Decreto 9193 - 30 de Dezembro de 2010


Publicado no Diário Oficial nº. 8374 de 30 de Dezembro de 2010

Súmula: Decreta a suspensão liminar e provisória dos efeitos de demissão imposta à jornalista VALÉRIA BASSETTI PROCHMANN do cargo de Profissional de Comunicação da Companhia Paranaense de Energia – COPEL.

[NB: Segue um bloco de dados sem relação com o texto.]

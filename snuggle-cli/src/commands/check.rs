//! `snuggle check` — lint a skin's templates.
//!
//! The renderer never fails on malformed markup; it silently degrades.
//! This command surfaces everything the renderer would tolerate so skin
//! authors can fix it before publishing.

use std::path::PathBuf;

use anyhow::{bail, Result};
use clap::Args;
use colored::Colorize;
use serde::Serialize;

use snuggle_core::types::SkinTemplates;
use snuggle_renderer::{parse_with_diagnostics, partial_refs, DiagnosticKind, POST_ITEM_PARTIAL};

/// Arguments for `snuggle check`.
#[derive(Args, Debug)]
pub struct CheckArgs {
    /// Name of an installed skin (omit when using `--dir`).
    pub skin: Option<String>,

    /// Check a skin directory instead of the store.
    #[arg(long, conflicts_with = "skin")]
    pub dir: Option<PathBuf>,

    /// Emit machine-readable JSON.
    #[arg(long)]
    pub json: bool,
}

#[derive(Debug, Serialize)]
struct Issue {
    fragment: &'static str,
    kind: &'static str,
    #[serde(skip_serializing_if = "Option::is_none")]
    line: Option<usize>,
    detail: String,
}

#[derive(Serialize)]
struct CheckReportJson {
    skin: String,
    issue_count: usize,
    issues: Vec<Issue>,
}

impl CheckArgs {
    pub fn run(self) -> Result<()> {
        let skin = super::load_target_skin(self.skin.as_deref(), self.dir.as_deref())?;

        let mut issues = Vec::new();
        for (fragment, source) in fragment_sources(&skin.templates) {
            let (nodes, diagnostics) = parse_with_diagnostics(source);
            for diagnostic in diagnostics {
                issues.push(Issue {
                    fragment,
                    kind: kind_key(diagnostic.kind),
                    line: Some(diagnostic.line),
                    detail: diagnostic.detail,
                });
            }
            for name in partial_refs(&nodes) {
                if name != POST_ITEM_PARTIAL {
                    issues.push(Issue {
                        fragment,
                        kind: "unknown_partial",
                        line: None,
                        detail: format!(
                            "partial '{name}' is not available; only '{POST_ITEM_PARTIAL}' is registered"
                        ),
                    });
                }
            }
        }

        let name = skin.meta.name.to_string();
        if self.json {
            let report = CheckReportJson {
                skin: name.clone(),
                issue_count: issues.len(),
                issues,
            };
            println!("{}", serde_json::to_string_pretty(&report)?);
            if report.issue_count > 0 {
                bail!("{} template issue(s) found in '{name}'", report.issue_count);
            }
            return Ok(());
        }

        if issues.is_empty() {
            println!("{} '{name}' — no template issues", "✓".green().bold());
            return Ok(());
        }

        println!("{} template issue(s) in '{name}':", issues.len());
        for issue in &issues {
            let line = issue.line.map(|l| format!(":{l}")).unwrap_or_default();
            println!(
                "  {}  {}{}  {}",
                "■".yellow().bold(),
                issue.fragment,
                line,
                issue.detail
            );
        }
        bail!("{} template issue(s) found in '{name}'", issues.len())
    }
}

fn kind_key(kind: DiagnosticKind) -> &'static str {
    match kind {
        DiagnosticKind::UnterminatedTag => "unterminated_tag",
        DiagnosticKind::UnclosedBlock => "unclosed_block",
        DiagnosticKind::StrayCloseTag => "stray_close_tag",
    }
}

/// The seven HTML fragments, in region order. CSS is not a template and
/// is never linted.
fn fragment_sources(templates: &SkinTemplates) -> [(&'static str, &String); 7] {
    [
        ("head", &templates.head),
        ("header", &templates.header),
        ("post_list", &templates.post_list),
        ("post_item", &templates.post_item),
        ("post_detail", &templates.post_detail),
        ("sidebar", &templates.sidebar),
        ("footer", &templates.footer),
    ]
}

O GOVERNADOR DO ESTADO DO PARANÁ, no uso das atribuições previstas nos arts. 83 e 87, da Constituição do Estado do Paraná, e com fundamento na Súmula 473, do Supremo Tribunal Federal, segundo a qual "a Administração pode anular seus próprios atos, quando eivados de vícios que os tornam ilegais, porque deles não se originam direitos", e considerando os termos de requerimento formulado no Protocolado Administrativo n. 10.766.467-0, RESOLVE exercer juízo cautelar liminar em relação ao ato de demissão ditado pela Companhia Paranaense de Energia – COPEL à jornalista Valéria Bassetti Prochmann do cargo de Profissional de Comunicação, como passa a expor.

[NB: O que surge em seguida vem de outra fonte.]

//! # snuggle-renderer
//!
//! The skin template engine: renders user-authored `{{ }}` templates
//! against blog data to produce the HTML regions of a blog page.
//!
//! Rendering is fail-soft — malformed templates and missing data degrade
//! to empty output or visible comment markers, never an error.
//!
//! ## Usage
//!
//! ```rust
//! use snuggle_renderer::{render_skin_page, PageType, TemplateContext};
//! use snuggle_core::types::SkinTemplates;
//!
//! let mut ctx = TemplateContext::new();
//! ctx.set("blog_name", "My Blog");
//!
//! let templates = SkinTemplates {
//!     header: "<h1>{{blog_name}}</h1>".to_string(),
//!     ..SkinTemplates::default()
//! };
//!
//! let page = render_skin_page(&templates, &ctx, PageType::List);
//! assert_eq!(page.header_html, "<h1>My Blog</h1>");
//! ```

pub mod context;
pub mod engine;
pub mod error;
pub mod page;
pub mod parse;
pub mod value;

pub use context::TemplateContext;
pub use engine::{escape_html, render_template, MAX_PARTIAL_DEPTH, RAW_HTML_KEY};
pub use error::ContextError;
pub use page::{render_skin_page, PageType, SkinPage, SkinRegion, POST_ITEM_PARTIAL};
pub use parse::{parse, parse_with_diagnostics, partial_refs, Diagnostic, DiagnosticKind, Node};
pub use value::{Item, Value};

1. Trata-se de petição administrativa na qual requer a jornalista VALÉRIA BASSETTI PROCHMANN (1) a suspensão, em caráter cautelar liminar, dos efeitos de despedida política, afirmada assim ilícita, que lhe foi imposta do cargo de Profissional da Comunicação da COPEL; (2) a reintegração provisória no cargo em referência; e (3) que condicionada a reintegração definitiva e os efeitos patrimoniais pretéritos a que formule, em 30 dias a contar da publicação do decreto de reintegração liminar, pedido de revisão administrativa do ato demissório, a tanto fundamentando, em síntese, haver sido sujeitada a práticas de perseguição política tanto ao ser despedida, quanto depois ao ser-lhe movida rescisória como ardil para, na prática, uma nova despedida política.
Distribuído o feito a exame da Procuradoria-Geral do Estado e da Diretoria Jurídica da COPEL, e para propor rejeição do pedido formulado, ponderaram seus titulares no entorno da competência para a prática do ato postulado e da coisa julgada.

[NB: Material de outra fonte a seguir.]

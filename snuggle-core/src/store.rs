//! On-disk store for user-authored skins.
//!
//! # Storage layout
//!
//! ```text
//! ~/.snuggle/
//!   skins/
//!     <skin_name>/
//!       skin.yaml        (metadata sidecar — mode 0600)
//!       head.html        (one file per template fragment — mode 0600)
//!       header.html
//!       post_list.html
//!       post_item.html
//!       post_detail.html
//!       sidebar.html
//!       footer.html
//!       skin.css
//! ```
//!
//! # API pattern
//!
//! Every mutating function has two forms:
//! - `fn_at(home: &Path, …)` — explicit home; used in tests with `TempDir`
//! - `fn(…)` — derives home from `dirs::home_dir()`, delegates to `_at`
//!
//! Tests must NEVER call the no-arg wrappers; always use `_at`.
//!
//! A skin may omit fragment files; a missing fragment loads as the empty
//! template. Only a missing `skin.yaml` makes a skin nonexistent.

use std::path::{Path, PathBuf};

use chrono::Utc;
use log::{debug, info};

use crate::error::SkinStoreError;
use crate::types::{Skin, SkinMeta, SkinName, SkinTemplates};

/// Fragment file names, in fixed render-region order.
pub const FRAGMENT_FILES: &[&str] = &[
    "head.html",
    "header.html",
    "post_list.html",
    "post_item.html",
    "post_detail.html",
    "sidebar.html",
    "footer.html",
];

/// File name of the raw CSS passthrough.
pub const CSS_FILE: &str = "skin.css";

/// File name of the metadata sidecar.
pub const META_FILE: &str = "skin.yaml";

// ---------------------------------------------------------------------------
// 1. Path helpers
// ---------------------------------------------------------------------------

/// `<home>/.snuggle/skins/` — pure, no I/O.
pub fn skins_dir_at(home: &Path) -> PathBuf {
    home.join(".snuggle").join("skins")
}

/// `<home>/.snuggle/skins/<skin>/` — pure, no I/O.
pub fn skin_dir_at(home: &Path, skin: &SkinName) -> PathBuf {
    skins_dir_at(home).join(&skin.0)
}

/// Lists the names of all skin directories under `<home>/.snuggle/skins/`.
pub fn list_skin_names_at(home: &Path) -> Result<Vec<SkinName>, SkinStoreError> {
    let dir = skins_dir_at(home);
    if !dir.exists() {
        return Ok(vec![]);
    }
    let mut names: Vec<SkinName> = std::fs::read_dir(&dir)?
        .filter_map(|e| e.ok())
        .filter(|e| e.file_type().map(|t| t.is_dir()).unwrap_or(false))
        .map(|e| SkinName::from(e.file_name().to_string_lossy().into_owned()))
        .collect();
    names.sort();
    Ok(names)
}

/// `list_skin_names_at` convenience wrapper.
pub fn list_skin_names() -> Result<Vec<SkinName>, SkinStoreError> {
    list_skin_names_at(&home()?)
}

// ---------------------------------------------------------------------------
// 2. Load
// ---------------------------------------------------------------------------

/// Load a skin from `<home>/.snuggle/skins/<skin>/`.
///
/// Returns `SkinStoreError::SkinNotFound` if `skin.yaml` is absent,
/// `SkinStoreError::Parse` (with path + line context) if it is malformed.
/// Missing fragment files load as empty templates.
pub fn load_skin_at(home: &Path, skin: &SkinName) -> Result<Skin, SkinStoreError> {
    let dir = skin_dir_at(home, skin);
    let meta_path = dir.join(META_FILE);
    if !meta_path.exists() {
        return Err(SkinStoreError::SkinNotFound { path: meta_path });
    }
    let contents = std::fs::read_to_string(&meta_path)?;
    let meta: SkinMeta = serde_yaml::from_str(&contents)
        .map_err(|e| SkinStoreError::Parse { path: meta_path, source: e })?;
    let templates = read_templates(&dir)?;
    debug!("loaded skin '{}' from {}", skin, dir.display());
    Ok(Skin { meta, templates })
}

/// `load_skin_at` convenience wrapper.
pub fn load_skin(skin: &SkinName) -> Result<Skin, SkinStoreError> {
    load_skin_at(&home()?, skin)
}

/// Load all installed skins' metadata, sorted by skin name.
pub fn list_skins_at(home: &Path) -> Result<Vec<SkinMeta>, SkinStoreError> {
    let mut metas = Vec::new();
    for name in list_skin_names_at(home)? {
        metas.push(load_skin_at(home, &name)?.meta);
    }
    Ok(metas)
}

/// `list_skins_at` convenience wrapper.
pub fn list_skins() -> Result<Vec<SkinMeta>, SkinStoreError> {
    list_skins_at(&home()?)
}

// ---------------------------------------------------------------------------
// 3. Save (atomic)
// ---------------------------------------------------------------------------

/// Atomically save a skin to `<home>/.snuggle/skins/<skin>/`.
///
/// Each file's write flow: `.tmp` sibling → `chmod 0600` → `rename`.
/// `.tmp` is always in the same directory as the target (same filesystem —
/// no EXDEV on macOS).
pub fn save_skin_at(home: &Path, skin: &Skin) -> Result<(), SkinStoreError> {
    let dir = skin_dir_at(home, &skin.meta.name);
    if !dir.exists() {
        std::fs::create_dir_all(&dir)?;
        set_dir_permissions(&dir)?;
    }

    let yaml = serde_yaml::to_string(&skin.meta)?;
    write_atomic(&dir.join(META_FILE), &yaml)?;
    for (file, source) in fragment_entries(&skin.templates) {
        write_atomic(&dir.join(file), source)?;
    }
    write_atomic(&dir.join(CSS_FILE), &skin.templates.custom_css)?;
    info!("saved skin '{}' to {}", skin.meta.name, dir.display());
    Ok(())
}

/// `save_skin_at` convenience wrapper.
pub fn save_skin(skin: &Skin) -> Result<(), SkinStoreError> {
    save_skin_at(&home()?, skin)
}

// ---------------------------------------------------------------------------
// 4. Reading a skin directory (uninstalled)
// ---------------------------------------------------------------------------

/// Read a skin from an arbitrary directory (not necessarily the store).
///
/// If `skin.yaml` is present it is parsed; otherwise metadata is
/// synthesized with the directory name as the skin name. Missing fragment
/// files read as empty templates.
pub fn read_skin_dir(dir: &Path) -> Result<Skin, SkinStoreError> {
    if !dir.is_dir() {
        return Err(SkinStoreError::SkinNotFound { path: dir.to_path_buf() });
    }
    let meta_path = dir.join(META_FILE);
    let meta = if meta_path.exists() {
        let contents = std::fs::read_to_string(&meta_path)?;
        serde_yaml::from_str(&contents)
            .map_err(|e| SkinStoreError::Parse { path: meta_path, source: e })?
    } else {
        let now = Utc::now();
        SkinMeta {
            name: SkinName::from(
                dir.file_name()
                    .unwrap_or(dir.as_os_str())
                    .to_string_lossy()
                    .into_owned(),
            ),
            author: String::new(),
            description: None,
            created_at: now,
            updated_at: now,
        }
    };
    let templates = read_templates(dir)?;
    Ok(Skin { meta, templates })
}

// ---------------------------------------------------------------------------
// 5. Install
// ---------------------------------------------------------------------------

/// Install a skin directory into the store, optionally renaming it.
///
/// Idempotent: if a skin of the same name is already installed, loads and
/// returns it unchanged.
pub fn install_skin_at(
    home: &Path,
    source_dir: &Path,
    name: Option<SkinName>,
) -> Result<Skin, SkinStoreError> {
    let mut skin = read_skin_dir(source_dir)?;
    if let Some(name) = name {
        skin.meta.name = name;
    }

    if skin_dir_at(home, &skin.meta.name).join(META_FILE).exists() {
        return load_skin_at(home, &skin.meta.name);
    }

    save_skin_at(home, &skin)?;
    Ok(skin)
}

/// `install_skin_at` convenience wrapper.
pub fn install_skin(source_dir: &Path, name: Option<SkinName>) -> Result<Skin, SkinStoreError> {
    install_skin_at(&home()?, source_dir, name)
}

// ---------------------------------------------------------------------------
// Private helpers
// ---------------------------------------------------------------------------

fn home() -> Result<PathBuf, SkinStoreError> {
    dirs::home_dir().ok_or(SkinStoreError::HomeNotFound)
}

fn fragment_entries(templates: &SkinTemplates) -> [(&'static str, &String); 7] {
    [
        ("head.html", &templates.head),
        ("header.html", &templates.header),
        ("post_list.html", &templates.post_list),
        ("post_item.html", &templates.post_item),
        ("post_detail.html", &templates.post_detail),
        ("sidebar.html", &templates.sidebar),
        ("footer.html", &templates.footer),
    ]
}

fn read_templates(dir: &Path) -> Result<SkinTemplates, SkinStoreError> {
    Ok(SkinTemplates {
        head: read_fragment(&dir.join("head.html"))?,
        header: read_fragment(&dir.join("header.html"))?,
        post_list: read_fragment(&dir.join("post_list.html"))?,
        post_item: read_fragment(&dir.join("post_item.html"))?,
        post_detail: read_fragment(&dir.join("post_detail.html"))?,
        sidebar: read_fragment(&dir.join("sidebar.html"))?,
        footer: read_fragment(&dir.join("footer.html"))?,
        custom_css: read_fragment(&dir.join(CSS_FILE))?,
    })
}

fn read_fragment(path: &Path) -> Result<String, SkinStoreError> {
    if !path.exists() {
        return Ok(String::new());
    }
    Ok(std::fs::read_to_string(path)?)
}

fn write_atomic(path: &Path, contents: &str) -> Result<(), SkinStoreError> {
    let file_name = path
        .file_name()
        .map(|n| n.to_string_lossy().into_owned())
        .unwrap_or_default();
    let tmp_path = path.with_file_name(format!("{file_name}.tmp"));
    std::fs::write(&tmp_path, contents)?;
    set_file_permissions(&tmp_path)?;
    std::fs::rename(&tmp_path, path)?;
    Ok(())
}

#[cfg(unix)]
fn set_dir_permissions(path: &Path) -> Result<(), SkinStoreError> {
    use std::os::unix::fs::PermissionsExt;
    std::fs::set_permissions(path, std::fs::Permissions::from_mode(0o700))?;
    Ok(())
}
#[cfg(not(unix))]
fn set_dir_permissions(_path: &Path) -> Result<(), SkinStoreError> {
    Ok(())
}

#[cfg(unix)]
fn set_file_permissions(path: &Path) -> Result<(), SkinStoreError> {
    use std::os::unix::fs::PermissionsExt;
    std::fs::set_permissions(path, std::fs::Permissions::from_mode(0o600))?;
    Ok(())
}
#[cfg(not(unix))]
fn set_file_permissions(_path: &Path) -> Result<(), SkinStoreError> {
    Ok(())
}

// ---------------------------------------------------------------------------
// Unit tests
// ---------------------------------------------------------------------------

É o relatório. Passo a decidir.
2. Na ordem jurídico-constitucional, desempenha o Chefe do Poder Executivo a função de controle hierárquico de todos os atos da Administração Pública Direta e Indireta, de forma que, se lhe chega a notícia de possível ilícito em qualquer órgão ou entidade, é de seu dever coarctar a ilegalidade, em caráter cautelar ou definitivo.
Certo, ainda, que inexiste coisa julgada no caso ora examinado, na medida em que há ação rescisória proposta pela jornalista requerente destinada a desconstituir o acórdão havido na rescisória proposta pela COPEL e, além disso, abrange a ação rescisória proposta pela jornalista requerente a tese de despedida política, que, à vista dos autos administrativos submetidos a exame, é matéria ainda não examinada pelo Poder Judiciário.
O processo administrativo é governado por leis próprias e, subsidiariamente, pelas leis de direito processual penal e de direito processual civil. A possibilidade de tutelas cautelares, liminares, antecipatórias em qualquer dado processo – civil, penal ou administrativo – é elementar em direito. O substrato legal para tutelas da espécie no processo administrativo inscreve-se no âmbito do poder-dever de autotutela da Administração, já que não faria sentido pudesse existir um dado perigo contra a Administração, a sociedade ou o cidadão e nada pudesse fazer a Administração em caráter imediato e de urgência. No processo administrativo disciplinar, exerce o Estado a posição de Estado-Juiz, de forma que, para desempenho de seus poderes disciplinares, dispõe de variada gama de poderes. Suspender contratos, suspender o efeito de atos, suspender o exercício de direitos ou funções constituem o quotidiano da Administração. Logo, não há dizer de falta de previsão legal para medidas cautelares ou tutelas antecipatórias no processo administrativo.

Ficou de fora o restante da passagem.